Entropy
Jared, my to-be roommate, being a Midwesterner, simply drove up to Nauvoo with his parents. He arrived in Nauvoo several hours before the St Louis bus, so by the time we showed up, he had already been lost in the cavernous interior of the Joseph Smith Academy a number of times and was by now ready to show us around. I was his first tour and he took me to our room first, a spacious corner lot, to park my stuff. We would be thrown out of that palace shortly.
The rooms next to the bathroom were to undergo remodeling, and so we had to move into a less commodious1 room down the hall. The most striking thing about this new room was its blue curtains. When the sun was in the west and hit the curtains straight on, our room took on a blue glow that crept around the edges of our closed door and gave the impression to passers-by of either a heavenly manifestation or a close encounter of the third kind.
All the JSA’s rooms were accommodating, however. Each had a sink, towel rods, two wardrobes, a long desk along one wall (was plenty large enough for two studious students), individual lights over each half of said desk as well as over each bed (not to mention the overhead light) just in case we heard a really scary noise. [ill]We used the Academy’s towels and the Academy’s washing machines which, as a special deal for us inaugurals,2 could be used quarter-free for One Semester Only. The Academy appeared plenty spacious.

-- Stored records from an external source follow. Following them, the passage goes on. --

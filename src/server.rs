//! HTTP surface.
//!
//! Three routes: single-lead generation, multi-lead generation, and health.
//! Every internal failure is flattened to `500 {"detail": ...}` regardless of
//! root cause; callers can distinguish failure kinds only by the detail text.
//! Per-lead failures inside a multi-lead run do not produce a 500 — they
//! appear as error-content entries in the 200 response.

use crate::config::{OutreachConfig, ServerConfig};
use crate::draft::{DraftOutcome, EmailDraft, LeadRecord, ProductDetails};
use crate::error::ApiError;
use crate::generation::EmailGenerator;
use axum::extract::State;
use axum::http::{HeaderValue, StatusCode};
use axum::response::{IntoResponse, Response};
use axum::routing::{get, post};
use axum::{Json, Router};
use serde::{Deserialize, Serialize};
use std::sync::Arc;
use tower_http::cors::{AllowOrigin, Any, CorsLayer};
use tracing::info;

/// Shared per-process state: the generator holds the provider client and the
/// immutable generation settings.
#[derive(Clone)]
pub struct AppState {
    pub generator: Arc<EmailGenerator>,
}

#[derive(Debug, Deserialize)]
pub struct SingleEmailRequest {
    pub lead: LeadRecord,
    pub product: ProductDetails,
}

#[derive(Debug, Deserialize)]
pub struct MultipleEmailsRequest {
    pub leads: Vec<LeadRecord>,
    pub product: ProductDetails,
}

#[derive(Debug, Serialize)]
pub struct ErrorDetail {
    pub detail: String,
}

impl IntoResponse for ApiError {
    fn into_response(self) -> Response {
        (
            StatusCode::INTERNAL_SERVER_ERROR,
            Json(ErrorDetail {
                detail: self.to_string(),
            }),
        )
            .into_response()
    }
}

async fn generate_single_email(
    State(state): State<AppState>,
    Json(request): Json<SingleEmailRequest>,
) -> Result<Json<EmailDraft>, ApiError> {
    let draft = state
        .generator
        .generate_single(&request.lead, &request.product)
        .await?;
    Ok(Json(draft))
}

async fn generate_multiple_emails(
    State(state): State<AppState>,
    Json(request): Json<MultipleEmailsRequest>,
) -> Result<Json<Vec<EmailDraft>>, ApiError> {
    let outcomes = state
        .generator
        .generate_batch(&request.leads, &request.product)
        .await?;
    Ok(Json(
        outcomes.into_iter().map(DraftOutcome::into_draft).collect(),
    ))
}

async fn health() -> Json<serde_json::Value> {
    Json(serde_json::json!({ "status": "healthy" }))
}

/// Assemble the application router.
pub fn build_router(state: AppState) -> Router {
    Router::new()
        .route("/generate-single-email", post(generate_single_email))
        .route("/generate-multiple-emails", post(generate_multiple_emails))
        .route("/health", get(health))
        .with_state(state)
}

/// CORS layer for the configured origins; an empty list means permissive.
pub fn cors_layer(config: &ServerConfig) -> Result<CorsLayer, ApiError> {
    if config.allowed_origins.is_empty() {
        return Ok(CorsLayer::permissive());
    }

    let origins = config
        .allowed_origins
        .iter()
        .map(|origin| {
            origin.parse::<HeaderValue>().map_err(|e| {
                ApiError::ConfigError(format!("Invalid CORS origin '{}': {}", origin, e))
            })
        })
        .collect::<Result<Vec<_>, _>>()?;

    Ok(CorsLayer::new()
        .allow_origin(AllowOrigin::list(origins))
        .allow_methods(Any)
        .allow_headers(Any))
}

/// Run the HTTP server until shutdown.
pub async fn serve(config: OutreachConfig) -> anyhow::Result<()> {
    let generator = EmailGenerator::from_config(&config)?;
    let state = AppState {
        generator: Arc::new(generator),
    };

    let app = build_router(state).layer(cors_layer(&config.server)?);

    let listener = tokio::net::TcpListener::bind(&config.server.bind).await?;
    info!(addr = %config.server.bind, "outreach service listening");
    axum::serve(listener, app)
        .with_graceful_shutdown(shutdown_signal())
        .await?;
    Ok(())
}

async fn shutdown_signal() {
    let _ = tokio::signal::ctrl_c().await;
    info!("shutdown signal received");
}

#[cfg(test)]
mod tests {
    use super::*;

    #[test]
    fn empty_origin_list_is_permissive() {
        let config = ServerConfig::default();
        assert!(cors_layer(&config).is_ok());
    }

    #[test]
    fn invalid_origin_is_a_config_error() {
        let config = ServerConfig {
            bind: "0.0.0.0:8001".into(),
            allowed_origins: vec!["http://ok.example".into(), "bad\u{0}origin".into()],
        };
        assert!(matches!(
            cors_layer(&config).unwrap_err(),
            ApiError::ConfigError(_)
        ));
    }

    #[test]
    fn api_error_flattens_to_generic_500() {
        let response = ApiError::InvalidRequest("No leads provided in the list".into())
            .into_response();
        assert_eq!(response.status(), StatusCode::INTERNAL_SERVER_ERROR);
    }
}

But it would end less spacious than it began.
I suppose because both Jared and I wear glasses, we each immediately stereotyped the other as an uptight, geeky cleanfreak. [ill]And so we both were extra careful the first little while to be extra neat ourselves. But eventually nature took over and entropy reigned supreme. Luckily, my bed was so situated that my piles of clothes were hidden from outsiders, but Jared was not so lucky. Were our door ever open even a crack, anyone walking by would have a clear view of whatever he had worn since the last laundry day. “Slob,” they would think, scarcely realizing the term adequately described us both. Later, when the Thank You Box would be established, one of the first notes I would receive read,
“Theric— You are a great roomie. Thanks for being a messy person. I don’t feel bad now.”
Jared, there is nothing to feel bad about. Entropy is a stinkin’ law of nature.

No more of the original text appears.